WHAT TO WORK ON. From the records below, transcribe only the lines running from the one with "impl core::borrow::Borrow<str> for" through the one with "bus is dropped.". Keep both of those end lines.

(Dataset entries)
##########
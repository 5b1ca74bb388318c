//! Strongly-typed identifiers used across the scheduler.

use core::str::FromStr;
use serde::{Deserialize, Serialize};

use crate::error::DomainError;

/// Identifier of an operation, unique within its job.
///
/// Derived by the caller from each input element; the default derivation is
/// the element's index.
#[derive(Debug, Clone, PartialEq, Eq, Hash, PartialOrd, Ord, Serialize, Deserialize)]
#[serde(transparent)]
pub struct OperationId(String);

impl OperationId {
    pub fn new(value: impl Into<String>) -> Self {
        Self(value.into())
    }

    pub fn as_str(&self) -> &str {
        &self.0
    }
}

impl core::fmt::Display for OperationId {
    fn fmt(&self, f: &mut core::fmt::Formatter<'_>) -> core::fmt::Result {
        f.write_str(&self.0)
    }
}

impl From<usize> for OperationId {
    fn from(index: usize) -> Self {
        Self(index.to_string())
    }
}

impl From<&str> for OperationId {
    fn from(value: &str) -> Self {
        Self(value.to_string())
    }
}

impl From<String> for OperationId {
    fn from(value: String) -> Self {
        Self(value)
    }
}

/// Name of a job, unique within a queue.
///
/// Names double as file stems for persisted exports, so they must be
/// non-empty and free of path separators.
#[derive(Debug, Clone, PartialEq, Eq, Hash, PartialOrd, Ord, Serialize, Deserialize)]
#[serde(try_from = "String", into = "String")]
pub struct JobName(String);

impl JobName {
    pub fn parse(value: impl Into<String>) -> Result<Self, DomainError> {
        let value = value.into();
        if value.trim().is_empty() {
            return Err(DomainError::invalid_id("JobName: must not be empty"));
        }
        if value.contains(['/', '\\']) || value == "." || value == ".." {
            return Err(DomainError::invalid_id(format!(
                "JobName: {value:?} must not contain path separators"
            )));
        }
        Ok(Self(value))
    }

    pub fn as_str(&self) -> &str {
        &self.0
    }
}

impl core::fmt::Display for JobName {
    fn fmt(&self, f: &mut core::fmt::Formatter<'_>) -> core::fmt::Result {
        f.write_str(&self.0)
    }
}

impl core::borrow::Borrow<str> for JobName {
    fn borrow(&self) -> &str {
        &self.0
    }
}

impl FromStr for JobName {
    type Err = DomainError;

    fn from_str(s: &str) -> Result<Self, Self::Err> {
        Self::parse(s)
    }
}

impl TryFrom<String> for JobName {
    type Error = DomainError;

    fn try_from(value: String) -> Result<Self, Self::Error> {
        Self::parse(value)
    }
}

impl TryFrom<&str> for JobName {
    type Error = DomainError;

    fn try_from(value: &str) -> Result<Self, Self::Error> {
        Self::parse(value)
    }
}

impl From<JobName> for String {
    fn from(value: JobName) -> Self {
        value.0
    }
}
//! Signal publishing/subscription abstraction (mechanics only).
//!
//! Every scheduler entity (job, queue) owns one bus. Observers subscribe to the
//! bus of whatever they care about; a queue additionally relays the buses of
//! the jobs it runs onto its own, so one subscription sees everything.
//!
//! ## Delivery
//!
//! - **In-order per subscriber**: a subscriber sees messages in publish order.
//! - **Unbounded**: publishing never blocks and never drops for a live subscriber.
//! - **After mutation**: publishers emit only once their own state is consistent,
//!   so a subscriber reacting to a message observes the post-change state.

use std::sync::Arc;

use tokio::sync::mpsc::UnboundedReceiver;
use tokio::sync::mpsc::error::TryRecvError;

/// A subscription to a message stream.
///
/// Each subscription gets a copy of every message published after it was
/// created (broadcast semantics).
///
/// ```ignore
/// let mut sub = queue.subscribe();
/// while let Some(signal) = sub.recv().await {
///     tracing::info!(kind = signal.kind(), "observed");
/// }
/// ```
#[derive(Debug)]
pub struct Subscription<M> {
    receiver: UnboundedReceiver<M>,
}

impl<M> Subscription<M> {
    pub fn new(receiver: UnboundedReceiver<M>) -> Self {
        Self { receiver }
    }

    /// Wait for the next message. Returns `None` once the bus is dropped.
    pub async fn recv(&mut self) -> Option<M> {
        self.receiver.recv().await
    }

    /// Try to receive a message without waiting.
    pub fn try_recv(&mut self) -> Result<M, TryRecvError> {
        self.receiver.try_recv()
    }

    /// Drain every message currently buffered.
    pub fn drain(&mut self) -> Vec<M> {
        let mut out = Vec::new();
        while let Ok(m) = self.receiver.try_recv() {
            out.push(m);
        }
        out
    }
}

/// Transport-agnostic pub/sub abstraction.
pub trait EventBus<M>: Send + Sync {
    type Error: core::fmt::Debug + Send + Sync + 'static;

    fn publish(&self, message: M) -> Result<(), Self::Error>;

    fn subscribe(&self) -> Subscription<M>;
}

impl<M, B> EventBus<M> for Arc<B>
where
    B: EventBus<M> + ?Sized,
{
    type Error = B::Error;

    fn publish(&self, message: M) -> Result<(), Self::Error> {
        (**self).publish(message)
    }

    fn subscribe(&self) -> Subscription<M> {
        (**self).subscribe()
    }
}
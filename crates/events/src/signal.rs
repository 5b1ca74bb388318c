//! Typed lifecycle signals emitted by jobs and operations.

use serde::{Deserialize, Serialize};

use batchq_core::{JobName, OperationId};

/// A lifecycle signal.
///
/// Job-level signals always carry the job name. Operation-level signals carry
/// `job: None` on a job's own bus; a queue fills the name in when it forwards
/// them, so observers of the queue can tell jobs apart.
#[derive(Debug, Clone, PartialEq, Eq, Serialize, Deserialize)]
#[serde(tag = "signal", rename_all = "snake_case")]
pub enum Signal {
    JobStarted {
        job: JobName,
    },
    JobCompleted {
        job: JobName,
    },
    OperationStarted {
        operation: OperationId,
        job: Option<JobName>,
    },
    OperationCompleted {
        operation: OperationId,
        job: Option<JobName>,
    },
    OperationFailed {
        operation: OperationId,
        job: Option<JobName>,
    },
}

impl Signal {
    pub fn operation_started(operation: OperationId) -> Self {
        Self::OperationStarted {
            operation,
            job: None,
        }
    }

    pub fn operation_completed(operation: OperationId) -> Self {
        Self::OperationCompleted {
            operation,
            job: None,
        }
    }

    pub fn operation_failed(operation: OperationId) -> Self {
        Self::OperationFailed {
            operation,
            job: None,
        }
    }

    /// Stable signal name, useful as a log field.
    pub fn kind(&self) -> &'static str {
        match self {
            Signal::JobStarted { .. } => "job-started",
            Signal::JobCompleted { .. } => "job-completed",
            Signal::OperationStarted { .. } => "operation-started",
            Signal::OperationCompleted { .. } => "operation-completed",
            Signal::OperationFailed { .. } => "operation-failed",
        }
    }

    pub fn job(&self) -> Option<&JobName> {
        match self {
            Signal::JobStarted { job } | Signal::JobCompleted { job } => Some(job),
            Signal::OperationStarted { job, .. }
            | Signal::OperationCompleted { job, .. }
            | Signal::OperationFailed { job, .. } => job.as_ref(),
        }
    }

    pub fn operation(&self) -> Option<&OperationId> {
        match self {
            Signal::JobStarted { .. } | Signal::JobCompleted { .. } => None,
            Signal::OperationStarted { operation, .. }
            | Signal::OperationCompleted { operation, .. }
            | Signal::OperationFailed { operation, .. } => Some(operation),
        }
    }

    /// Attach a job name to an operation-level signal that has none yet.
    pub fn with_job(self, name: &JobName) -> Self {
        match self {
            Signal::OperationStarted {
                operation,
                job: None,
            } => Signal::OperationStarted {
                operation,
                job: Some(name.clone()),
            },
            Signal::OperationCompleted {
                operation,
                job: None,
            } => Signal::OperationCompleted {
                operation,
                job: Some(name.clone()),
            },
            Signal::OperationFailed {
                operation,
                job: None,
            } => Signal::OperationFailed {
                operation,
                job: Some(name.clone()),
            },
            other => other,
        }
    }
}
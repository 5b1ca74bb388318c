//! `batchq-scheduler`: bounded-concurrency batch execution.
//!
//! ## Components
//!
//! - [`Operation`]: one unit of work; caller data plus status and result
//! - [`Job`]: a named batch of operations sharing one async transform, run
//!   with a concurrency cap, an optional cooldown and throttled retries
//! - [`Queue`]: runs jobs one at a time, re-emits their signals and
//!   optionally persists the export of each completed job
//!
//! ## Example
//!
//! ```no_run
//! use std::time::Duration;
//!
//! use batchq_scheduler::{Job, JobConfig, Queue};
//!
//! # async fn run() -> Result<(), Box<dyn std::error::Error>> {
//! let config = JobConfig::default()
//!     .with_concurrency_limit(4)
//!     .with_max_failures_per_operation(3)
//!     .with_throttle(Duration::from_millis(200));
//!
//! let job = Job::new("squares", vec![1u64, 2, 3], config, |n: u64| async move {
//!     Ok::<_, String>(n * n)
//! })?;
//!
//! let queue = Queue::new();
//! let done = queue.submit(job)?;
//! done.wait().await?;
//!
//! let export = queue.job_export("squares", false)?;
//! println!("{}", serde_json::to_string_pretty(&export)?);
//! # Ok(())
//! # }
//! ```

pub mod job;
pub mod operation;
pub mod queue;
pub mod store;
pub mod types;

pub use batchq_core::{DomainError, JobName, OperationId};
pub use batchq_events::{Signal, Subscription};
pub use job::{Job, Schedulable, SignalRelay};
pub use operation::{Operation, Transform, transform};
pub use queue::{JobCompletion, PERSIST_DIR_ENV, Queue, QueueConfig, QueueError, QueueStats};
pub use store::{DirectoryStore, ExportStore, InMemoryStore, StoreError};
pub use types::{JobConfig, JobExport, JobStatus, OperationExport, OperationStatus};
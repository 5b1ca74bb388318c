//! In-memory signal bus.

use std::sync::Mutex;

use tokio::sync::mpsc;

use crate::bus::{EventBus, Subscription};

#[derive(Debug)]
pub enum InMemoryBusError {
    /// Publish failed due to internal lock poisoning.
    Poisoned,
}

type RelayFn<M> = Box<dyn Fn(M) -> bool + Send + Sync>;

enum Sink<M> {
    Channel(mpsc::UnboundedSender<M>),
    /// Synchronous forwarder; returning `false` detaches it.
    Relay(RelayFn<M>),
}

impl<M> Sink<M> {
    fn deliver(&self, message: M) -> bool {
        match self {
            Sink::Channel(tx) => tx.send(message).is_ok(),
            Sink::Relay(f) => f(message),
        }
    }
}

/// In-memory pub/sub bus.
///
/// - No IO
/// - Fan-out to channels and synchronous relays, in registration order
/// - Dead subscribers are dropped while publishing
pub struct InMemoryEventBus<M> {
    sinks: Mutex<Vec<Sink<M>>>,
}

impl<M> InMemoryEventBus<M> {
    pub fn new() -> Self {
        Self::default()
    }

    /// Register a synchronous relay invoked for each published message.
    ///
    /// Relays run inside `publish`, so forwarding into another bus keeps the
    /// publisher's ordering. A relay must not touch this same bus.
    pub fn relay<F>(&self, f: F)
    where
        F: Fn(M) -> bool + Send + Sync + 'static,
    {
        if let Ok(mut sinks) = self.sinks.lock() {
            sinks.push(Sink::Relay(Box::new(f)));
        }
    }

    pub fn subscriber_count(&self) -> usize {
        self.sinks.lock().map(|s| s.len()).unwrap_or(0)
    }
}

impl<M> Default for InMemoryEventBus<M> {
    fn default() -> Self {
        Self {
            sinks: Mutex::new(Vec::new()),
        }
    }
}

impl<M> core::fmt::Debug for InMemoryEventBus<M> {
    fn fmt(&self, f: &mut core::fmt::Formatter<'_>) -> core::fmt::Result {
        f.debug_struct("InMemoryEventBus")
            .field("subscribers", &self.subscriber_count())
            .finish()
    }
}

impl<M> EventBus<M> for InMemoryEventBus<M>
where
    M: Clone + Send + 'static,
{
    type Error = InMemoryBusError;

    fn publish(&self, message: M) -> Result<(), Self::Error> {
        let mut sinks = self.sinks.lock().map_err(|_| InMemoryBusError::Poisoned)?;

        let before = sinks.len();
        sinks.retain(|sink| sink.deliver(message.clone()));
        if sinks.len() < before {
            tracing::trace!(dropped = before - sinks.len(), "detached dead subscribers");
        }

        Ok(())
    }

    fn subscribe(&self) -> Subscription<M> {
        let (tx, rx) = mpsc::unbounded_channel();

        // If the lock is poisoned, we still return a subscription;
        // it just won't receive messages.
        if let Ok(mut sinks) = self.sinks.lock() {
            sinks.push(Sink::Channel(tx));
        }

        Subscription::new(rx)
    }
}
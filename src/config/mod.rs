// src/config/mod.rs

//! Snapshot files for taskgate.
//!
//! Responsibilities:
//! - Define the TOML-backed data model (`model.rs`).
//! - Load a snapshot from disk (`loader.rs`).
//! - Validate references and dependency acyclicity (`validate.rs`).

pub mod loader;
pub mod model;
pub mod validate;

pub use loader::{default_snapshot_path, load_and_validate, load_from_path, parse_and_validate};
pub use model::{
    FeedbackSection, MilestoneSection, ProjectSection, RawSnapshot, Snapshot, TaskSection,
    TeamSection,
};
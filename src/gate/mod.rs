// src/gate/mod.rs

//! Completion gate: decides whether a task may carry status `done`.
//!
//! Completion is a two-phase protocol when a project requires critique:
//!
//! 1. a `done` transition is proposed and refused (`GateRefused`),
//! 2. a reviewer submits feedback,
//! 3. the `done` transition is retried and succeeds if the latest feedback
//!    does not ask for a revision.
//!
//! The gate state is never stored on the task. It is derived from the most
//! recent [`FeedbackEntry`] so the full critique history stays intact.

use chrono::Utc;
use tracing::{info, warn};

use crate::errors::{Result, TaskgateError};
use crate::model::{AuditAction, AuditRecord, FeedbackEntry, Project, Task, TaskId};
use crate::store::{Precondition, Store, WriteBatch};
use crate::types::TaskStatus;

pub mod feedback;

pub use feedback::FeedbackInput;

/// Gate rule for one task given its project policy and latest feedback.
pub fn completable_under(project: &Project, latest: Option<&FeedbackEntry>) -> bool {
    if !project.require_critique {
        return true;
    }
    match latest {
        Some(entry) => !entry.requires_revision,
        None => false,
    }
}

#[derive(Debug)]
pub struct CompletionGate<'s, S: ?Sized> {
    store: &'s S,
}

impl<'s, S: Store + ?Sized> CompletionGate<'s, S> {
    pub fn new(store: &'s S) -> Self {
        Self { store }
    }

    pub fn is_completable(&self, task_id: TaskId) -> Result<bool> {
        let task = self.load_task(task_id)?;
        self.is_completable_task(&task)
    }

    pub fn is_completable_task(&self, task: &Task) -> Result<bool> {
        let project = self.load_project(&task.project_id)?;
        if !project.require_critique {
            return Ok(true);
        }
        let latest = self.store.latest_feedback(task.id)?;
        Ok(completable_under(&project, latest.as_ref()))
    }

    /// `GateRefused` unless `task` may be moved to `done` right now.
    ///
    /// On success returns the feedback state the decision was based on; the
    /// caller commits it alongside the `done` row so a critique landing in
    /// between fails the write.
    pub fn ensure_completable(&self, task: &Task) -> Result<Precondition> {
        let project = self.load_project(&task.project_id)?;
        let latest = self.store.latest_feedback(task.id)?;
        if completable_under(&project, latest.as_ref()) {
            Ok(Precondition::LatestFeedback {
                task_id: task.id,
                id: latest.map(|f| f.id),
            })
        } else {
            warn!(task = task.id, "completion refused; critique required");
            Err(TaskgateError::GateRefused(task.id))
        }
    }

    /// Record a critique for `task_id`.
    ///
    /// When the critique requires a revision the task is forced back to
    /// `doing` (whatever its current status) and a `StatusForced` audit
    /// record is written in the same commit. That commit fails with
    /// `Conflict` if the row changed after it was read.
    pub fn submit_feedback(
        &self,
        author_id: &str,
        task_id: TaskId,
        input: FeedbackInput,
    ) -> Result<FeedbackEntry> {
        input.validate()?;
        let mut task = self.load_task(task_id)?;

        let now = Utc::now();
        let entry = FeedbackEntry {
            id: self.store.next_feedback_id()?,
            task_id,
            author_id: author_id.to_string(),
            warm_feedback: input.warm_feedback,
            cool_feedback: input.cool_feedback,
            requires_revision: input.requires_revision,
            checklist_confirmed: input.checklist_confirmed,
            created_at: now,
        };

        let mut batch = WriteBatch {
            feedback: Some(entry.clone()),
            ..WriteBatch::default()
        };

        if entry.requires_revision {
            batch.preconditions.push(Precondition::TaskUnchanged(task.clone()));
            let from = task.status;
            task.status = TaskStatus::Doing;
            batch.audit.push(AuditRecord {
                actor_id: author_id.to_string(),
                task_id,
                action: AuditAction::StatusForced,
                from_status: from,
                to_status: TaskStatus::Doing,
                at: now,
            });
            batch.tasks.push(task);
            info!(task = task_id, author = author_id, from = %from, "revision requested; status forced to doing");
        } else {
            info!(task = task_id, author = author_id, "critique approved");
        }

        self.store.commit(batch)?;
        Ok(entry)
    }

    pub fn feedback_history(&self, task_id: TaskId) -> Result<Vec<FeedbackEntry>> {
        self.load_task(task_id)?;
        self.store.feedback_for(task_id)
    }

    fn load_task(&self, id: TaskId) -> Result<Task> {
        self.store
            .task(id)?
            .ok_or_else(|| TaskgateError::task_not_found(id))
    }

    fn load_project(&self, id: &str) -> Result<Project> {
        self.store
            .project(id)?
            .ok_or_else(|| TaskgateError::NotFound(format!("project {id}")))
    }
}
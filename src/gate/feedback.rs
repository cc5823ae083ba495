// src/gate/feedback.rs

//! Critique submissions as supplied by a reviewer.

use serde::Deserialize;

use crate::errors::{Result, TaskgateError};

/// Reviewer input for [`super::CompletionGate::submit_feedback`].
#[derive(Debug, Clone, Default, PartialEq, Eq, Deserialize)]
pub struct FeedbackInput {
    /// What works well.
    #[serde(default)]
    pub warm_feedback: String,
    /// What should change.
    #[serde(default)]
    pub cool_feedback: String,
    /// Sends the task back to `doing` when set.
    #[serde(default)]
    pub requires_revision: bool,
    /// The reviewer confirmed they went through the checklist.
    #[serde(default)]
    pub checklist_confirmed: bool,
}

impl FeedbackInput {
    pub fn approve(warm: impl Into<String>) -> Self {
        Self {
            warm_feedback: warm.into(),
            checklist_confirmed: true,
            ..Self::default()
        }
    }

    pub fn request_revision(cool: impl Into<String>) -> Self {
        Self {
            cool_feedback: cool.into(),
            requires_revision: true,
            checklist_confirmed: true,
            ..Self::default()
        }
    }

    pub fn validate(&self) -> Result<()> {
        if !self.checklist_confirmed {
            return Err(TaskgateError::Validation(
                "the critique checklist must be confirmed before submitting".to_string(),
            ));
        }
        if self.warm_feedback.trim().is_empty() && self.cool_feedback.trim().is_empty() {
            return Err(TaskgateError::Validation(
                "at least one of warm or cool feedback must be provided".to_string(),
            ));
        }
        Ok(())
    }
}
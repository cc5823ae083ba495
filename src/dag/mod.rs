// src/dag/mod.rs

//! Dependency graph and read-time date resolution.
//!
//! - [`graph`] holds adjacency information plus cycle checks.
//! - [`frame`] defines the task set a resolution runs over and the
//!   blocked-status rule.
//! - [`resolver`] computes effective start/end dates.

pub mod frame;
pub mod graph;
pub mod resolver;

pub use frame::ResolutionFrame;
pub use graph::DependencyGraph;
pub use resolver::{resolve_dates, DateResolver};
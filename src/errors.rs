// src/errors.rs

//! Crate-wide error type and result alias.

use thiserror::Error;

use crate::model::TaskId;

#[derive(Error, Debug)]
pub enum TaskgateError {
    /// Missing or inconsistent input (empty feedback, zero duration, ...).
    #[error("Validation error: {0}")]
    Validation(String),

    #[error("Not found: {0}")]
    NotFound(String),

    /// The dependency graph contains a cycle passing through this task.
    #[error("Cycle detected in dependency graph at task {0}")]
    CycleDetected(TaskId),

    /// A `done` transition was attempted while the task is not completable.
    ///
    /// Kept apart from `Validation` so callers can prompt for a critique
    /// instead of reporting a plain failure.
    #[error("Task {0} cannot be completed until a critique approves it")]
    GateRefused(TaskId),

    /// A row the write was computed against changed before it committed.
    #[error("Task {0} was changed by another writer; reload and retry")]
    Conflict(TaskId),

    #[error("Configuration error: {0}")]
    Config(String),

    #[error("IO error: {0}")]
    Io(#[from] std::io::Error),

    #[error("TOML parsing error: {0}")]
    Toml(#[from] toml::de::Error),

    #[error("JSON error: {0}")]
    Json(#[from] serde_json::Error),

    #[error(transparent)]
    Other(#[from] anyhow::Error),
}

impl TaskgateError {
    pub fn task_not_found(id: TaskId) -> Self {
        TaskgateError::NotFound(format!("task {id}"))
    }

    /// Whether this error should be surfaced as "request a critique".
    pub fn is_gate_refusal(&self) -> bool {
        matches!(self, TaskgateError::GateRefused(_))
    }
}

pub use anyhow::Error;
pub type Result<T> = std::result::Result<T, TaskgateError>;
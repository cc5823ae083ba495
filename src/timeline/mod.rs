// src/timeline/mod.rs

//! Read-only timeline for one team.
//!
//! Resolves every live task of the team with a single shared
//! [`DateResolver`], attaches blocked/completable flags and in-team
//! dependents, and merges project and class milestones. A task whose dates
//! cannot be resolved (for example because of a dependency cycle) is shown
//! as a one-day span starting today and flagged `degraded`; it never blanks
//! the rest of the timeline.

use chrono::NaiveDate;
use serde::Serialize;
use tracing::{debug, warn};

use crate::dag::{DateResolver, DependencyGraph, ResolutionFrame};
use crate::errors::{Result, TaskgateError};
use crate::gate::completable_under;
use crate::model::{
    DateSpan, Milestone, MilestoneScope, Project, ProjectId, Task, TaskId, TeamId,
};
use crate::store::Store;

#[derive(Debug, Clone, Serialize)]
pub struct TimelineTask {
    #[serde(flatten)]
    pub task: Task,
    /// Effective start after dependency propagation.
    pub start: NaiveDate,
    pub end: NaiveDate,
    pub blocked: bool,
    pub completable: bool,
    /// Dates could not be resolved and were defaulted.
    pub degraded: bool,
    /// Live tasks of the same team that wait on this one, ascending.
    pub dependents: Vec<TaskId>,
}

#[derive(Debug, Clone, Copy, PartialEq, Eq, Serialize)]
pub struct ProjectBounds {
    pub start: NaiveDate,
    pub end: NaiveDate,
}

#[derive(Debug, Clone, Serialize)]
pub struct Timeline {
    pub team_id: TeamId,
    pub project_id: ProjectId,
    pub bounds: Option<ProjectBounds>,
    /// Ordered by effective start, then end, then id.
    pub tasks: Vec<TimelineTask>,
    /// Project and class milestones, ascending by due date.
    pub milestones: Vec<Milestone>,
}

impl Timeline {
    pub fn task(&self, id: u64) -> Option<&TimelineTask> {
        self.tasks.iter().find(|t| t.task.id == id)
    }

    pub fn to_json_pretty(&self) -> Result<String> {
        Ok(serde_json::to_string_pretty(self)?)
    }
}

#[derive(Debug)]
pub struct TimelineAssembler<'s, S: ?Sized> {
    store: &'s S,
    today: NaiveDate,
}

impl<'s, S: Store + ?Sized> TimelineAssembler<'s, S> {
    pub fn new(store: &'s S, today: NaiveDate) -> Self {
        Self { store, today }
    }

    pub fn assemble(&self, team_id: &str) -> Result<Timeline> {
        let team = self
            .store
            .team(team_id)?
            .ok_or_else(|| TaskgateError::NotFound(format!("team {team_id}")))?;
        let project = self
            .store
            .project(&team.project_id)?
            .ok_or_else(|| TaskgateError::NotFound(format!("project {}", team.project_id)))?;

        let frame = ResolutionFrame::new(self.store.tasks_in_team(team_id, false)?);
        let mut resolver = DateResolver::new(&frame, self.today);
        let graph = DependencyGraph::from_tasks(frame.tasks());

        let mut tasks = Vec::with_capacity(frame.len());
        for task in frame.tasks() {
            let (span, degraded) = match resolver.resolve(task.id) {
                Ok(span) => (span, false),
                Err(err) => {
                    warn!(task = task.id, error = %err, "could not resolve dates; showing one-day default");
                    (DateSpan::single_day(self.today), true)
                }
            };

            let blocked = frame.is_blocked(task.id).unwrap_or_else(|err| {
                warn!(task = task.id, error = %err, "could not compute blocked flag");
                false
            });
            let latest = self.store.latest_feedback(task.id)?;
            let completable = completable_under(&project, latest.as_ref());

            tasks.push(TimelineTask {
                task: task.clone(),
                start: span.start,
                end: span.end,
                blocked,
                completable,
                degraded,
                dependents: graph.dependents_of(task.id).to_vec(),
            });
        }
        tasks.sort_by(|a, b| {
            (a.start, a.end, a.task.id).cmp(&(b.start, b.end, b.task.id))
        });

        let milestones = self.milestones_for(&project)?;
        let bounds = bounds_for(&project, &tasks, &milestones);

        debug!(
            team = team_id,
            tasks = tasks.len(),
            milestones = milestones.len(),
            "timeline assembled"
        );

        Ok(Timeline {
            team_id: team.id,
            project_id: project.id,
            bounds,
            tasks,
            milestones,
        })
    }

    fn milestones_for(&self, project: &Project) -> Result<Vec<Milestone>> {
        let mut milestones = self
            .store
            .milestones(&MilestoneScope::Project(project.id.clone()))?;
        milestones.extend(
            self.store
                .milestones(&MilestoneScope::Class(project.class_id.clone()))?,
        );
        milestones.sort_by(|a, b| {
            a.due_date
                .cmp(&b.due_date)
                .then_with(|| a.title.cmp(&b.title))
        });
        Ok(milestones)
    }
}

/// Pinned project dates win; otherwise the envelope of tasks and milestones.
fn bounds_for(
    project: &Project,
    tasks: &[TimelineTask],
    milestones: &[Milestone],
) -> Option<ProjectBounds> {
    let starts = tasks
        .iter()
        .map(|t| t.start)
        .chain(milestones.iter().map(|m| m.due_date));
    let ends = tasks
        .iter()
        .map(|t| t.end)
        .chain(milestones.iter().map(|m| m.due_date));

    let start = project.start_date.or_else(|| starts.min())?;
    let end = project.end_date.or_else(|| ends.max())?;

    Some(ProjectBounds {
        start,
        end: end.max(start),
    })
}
##########
SOLUTION TO THE PROBLEM.
impl core::borrow::Borrow<str> for JobName {
    fn borrow(&self) -> &str {
        &self.0
    }
}

impl FromStr for JobName {
    type Err = DomainError;

    fn from_str(s: &str) -> Result<Self, Self::Err> {
        Self::parse(s)
    }
}

impl TryFrom<String> for JobName {
    type Error = DomainError;

    fn try_from(value: String) -> Result<Self, Self::Error> {
        Self::parse(value)
    }
}

impl TryFrom<&str> for JobName {
    type Error = DomainError;

    fn try_from(value: &str) -> Result<Self, Self::Error> {
        Self::parse(value)
    }
}

impl From<JobName> for String {
    fn from(value: JobName) -> Self {
        value.0
    }
}
//! Signal publishing/subscription abstraction (mechanics only).
//!
//! Every scheduler entity (job, queue) owns one bus. Observers subscribe to the
//! bus of whatever they care about; a queue additionally relays the buses of
//! the jobs it runs onto its own, so one subscription sees everything.
//!
//! ## Delivery
//!
//! - **In-order per subscriber**: a subscriber sees messages in publish order.
//! - **Unbounded**: publishing never blocks and never drops for a live subscriber.
//! - **After mutation**: publishers emit only once their own state is consistent,
//!   so a subscriber reacting to a message observes the post-change state.

use std::sync::Arc;

use tokio::sync::mpsc::UnboundedReceiver;
use tokio::sync::mpsc::error::TryRecvError;

/// A subscription to a message stream.
///
/// Each subscription gets a copy of every message published after it was
/// created (broadcast semantics).
///
/// ```ignore
/// let mut sub = queue.subscribe();
/// while let Some(signal) = sub.recv().await {
///     tracing::info!(kind = signal.kind(), "observed");
/// }
/// ```
#[derive(Debug)]
pub struct Subscription<M> {
    receiver: UnboundedReceiver<M>,
}

impl<M> Subscription<M> {
    pub fn new(receiver: UnboundedReceiver<M>) -> Self {
        Self { receiver }
    }

    /// Wait for the next message. Returns `None` once the bus is dropped.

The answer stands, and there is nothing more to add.